LE TEORIE RELATIVE AL FONDAMENTO ED APPLICAZIONE
2. LE TEORIE CHE RICONOSCONO UN REGIME GENERALE IN MATERIA DI IMMUNITÀ FUNZIONALE A PARTIRE DA PRINCIPI GENERALI DI DIRITTO INTERNAZIONALE
2.1 IL COMPLESSO RAPPORTO TRA LA RESPONSABILITÀ DELLO STATO E DELL’INDIVIDUO ORGANO: LE TEORIE DELL’ATTO DI STATO
Con un’opera dal titolo emblematico, La pace attraverso il diritto, Hans Kelsen è uno dei più autorevoli autori che sostanzialmente hanno trattato il tema delle immunità degli organi dello Stato a partire proprio dai principi relativi alla responsabilità internazionale di quest’ultimo.

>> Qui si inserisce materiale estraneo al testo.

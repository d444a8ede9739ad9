use std::collections::HashMap;
use std::env;
use std::fs;
use std::path::{Path, PathBuf};

use anyhow::{Context, Result};
use serde::{Deserialize, Serialize};

const DEFAULT_ENV_PREFIX: &str = "MODTUBE";
const CONFIG_PATH_ENV: &str = "MODTUBE_CONFIG";

#[derive(Debug, Clone, Serialize, Deserialize, PartialEq, Default)]
pub struct Config {
    #[serde(default)]
    pub api: ApiConfig,
    #[serde(default)]
    pub auth: AuthConfig,
}

#[derive(Debug, Clone, Serialize, Deserialize, PartialEq)]
pub struct ApiConfig {
    #[serde(default = "default_base_url")]
    pub base_url: String,
}

impl Default for ApiConfig {
    fn default() -> Self {
        Self {
            base_url: default_base_url(),
        }
    }
}

fn default_base_url() -> String {
    "http://localhost:8080/api/".to_string()
}

#[derive(Debug, Clone, Serialize, Deserialize, PartialEq)]
pub struct AuthConfig {
    #[serde(default)]
    pub token: String,
    #[serde(default = "default_token_file")]
    pub token_file: Option<PathBuf>,
}

impl Default for AuthConfig {
    fn default() -> Self {
        Self {
            token: String::new(),
            token_file: default_token_file(),
        }
    }
}

fn default_token_file() -> Option<PathBuf> {
    dirs::config_dir().map(|dir| dir.join("modtube").join("token"))
}

#[derive(Debug, Clone, Default)]
pub struct LoadOptions {
    pub config_file: Option<PathBuf>,
    pub env_prefix: Option<String>,
}

pub fn load(options: LoadOptions) -> Result<Config> {
    let mut cfg = Config::default();

    let file = options
        .config_file
        .or_else(|| env::var(CONFIG_PATH_ENV).ok().map(PathBuf::from))
        .or_else(default_config_path);

    if let Some(path) = file {
        if path.exists() {
            let from_file = read_config_file(&path)?;
            cfg = merge_config(cfg, from_file);
        }
    }

    let prefix = options.env_prefix.as_deref().unwrap_or(DEFAULT_ENV_PREFIX);
    cfg = merge_config(cfg, load_env(prefix)?);

    Ok(cfg)
}

fn read_config_file(path: &Path) -> Result<Config> {
    let data = fs::read_to_string(path)
        .with_context(|| format!("Failed to read config file at {}", path.display()))?;
    let config: Config = serde_yaml::from_str(&data)
        .with_context(|| format!("Failed to parse config file at {}", path.display()))?;
    Ok(config)
}

fn merge_config(mut base: Config, other: Config) -> Config {
    if !other.api.base_url.is_empty() {
        base.api.base_url = other.api.base_url;
    }

    if !other.auth.token.is_empty() {
        base.auth.token = other.auth.token;
    }
    if other.auth.token_file.is_some() {
        base.auth.token_file = other.auth.token_file;
    }

    base
}

/// A config whose every field is unset, so merging it changes nothing.
/// Overlay sources start from this rather than `Config::default()` to keep
/// defaults from clobbering values an earlier layer already set.
fn empty_config() -> Config {
    Config {
        api: ApiConfig {
            base_url: String::new(),
        },
        auth: AuthConfig {
            token: String::new(),
            token_file: None,
        },
    }
}

fn load_env(prefix: &str) -> Result<Config> {
    let mut map: HashMap<String, String> = HashMap::new();
    let upper_prefix = format!("{}_", prefix.to_uppercase());

    for (key, value) in env::vars() {
        if let Some(stripped) = key.strip_prefix(&upper_prefix) {
            let normalized = stripped.to_ascii_lowercase().replace("__", ".");
            map.insert(normalized, value);
        }
    }

    let mut cfg = empty_config();
    for (key, value) in map {
        apply_env_value(&mut cfg, &key, value);
    }

    Ok(cfg)
}

fn apply_env_value(cfg: &mut Config, key: &str, value: String) {
    match key {
        "api.base_url" => cfg.api.base_url = value,
        "auth.token" => cfg.auth.token = value,
        "auth.token_file" => cfg.auth.token_file = Some(PathBuf::from(value)),
        _ => {}
    }
}

pub fn default_path() -> Option<PathBuf> {
    default_config_path()
}

fn default_config_path() -> Option<PathBuf> {
    dirs::config_dir().map(|dir| dir.join("modtube").join("config.yaml"))
}
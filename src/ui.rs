use std::io::{self, Stdout};
use std::sync::Arc;
use std::time::{Duration, Instant};

use anyhow::Result;
use chrono::{DateTime, Utc};
use crossterm::event::{self, Event, KeyCode, KeyEventKind};
use crossterm::terminal::{
    disable_raw_mode, enable_raw_mode, EnterAlternateScreen, LeaveAlternateScreen,
};
use crossterm::ExecutableCommand;
use ratatui::backend::CrosstermBackend;
use ratatui::layout::{Alignment, Constraint, Direction, Layout, Rect};
use ratatui::style::{Color, Modifier, Style};
use ratatui::text::{Line, Span, Text};
use ratatui::widgets::{
    Bar, BarChart, BarGroup, Block, Borders, Clear, Gauge, List, ListItem, Padding, Paragraph,
    Wrap,
};
use ratatui::{Frame, Terminal};
use unicode_width::UnicodeWidthStr;

use crate::data::{ChannelService, CommentService, ReportService, VideoService};
use crate::models::{Comment, Video};
use crate::presenter::{
    CommentListPresenter, DashboardPresenter, HistoryPresenter, VideoListPresenter,
};
use crate::report::{self, Classification};
use crate::session::Session;

const SPINNER_FRAMES: [&str; 10] = ["⠋", "⠙", "⠹", "⠸", "⠼", "⠴", "⠦", "⠧", "⠇", "⠏"];

const COLOR_BG: Color = Color::Rgb(30, 30, 46);
const COLOR_PANEL_BG: Color = Color::Rgb(24, 24, 36);
const COLOR_PANEL_FOCUSED_BG: Color = Color::Rgb(49, 50, 68);
const COLOR_PANEL_SELECTED_BG: Color = Color::Rgb(69, 71, 90);
const COLOR_BORDER_IDLE: Color = Color::Rgb(49, 50, 68);
const COLOR_TEXT_PRIMARY: Color = Color::Rgb(205, 214, 244);
const COLOR_TEXT_SECONDARY: Color = Color::Rgb(166, 173, 200);
const COLOR_ACCENT: Color = Color::Rgb(137, 180, 250);
const COLOR_SUCCESS: Color = Color::Rgb(166, 227, 161);
const COLOR_WARNING: Color = Color::Rgb(249, 226, 175);
const COLOR_ERROR: Color = Color::Rgb(243, 139, 168);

A tal proposito si parte dall’assunto in base al quale lo Stato agisce sulla scena internazionale solo tramite individui: gli atti dello Stato sono atti compiuti da individui nella loro qualità di organi e, perciò, imputati allo Stato64. L’autore è molto chiaro nel sottolineare che tale impostazione corrisponde al “diritto internazionale generale”, e di conseguenza l’individuo che ha compiuto l’azione incriminata «non può essere considerato responsabile per questo atto da un altro Stato senza il consenso dello Stato del cui atto si tratta65».
Il principio generale e notoriamente riconosciuto cui questa teoria si riconduce è
64 Cit. KELSEN H., La pace attraverso il diritto (1944), a cura di L. CIAURRO, Giappichelli Editore,
1990, p. 105.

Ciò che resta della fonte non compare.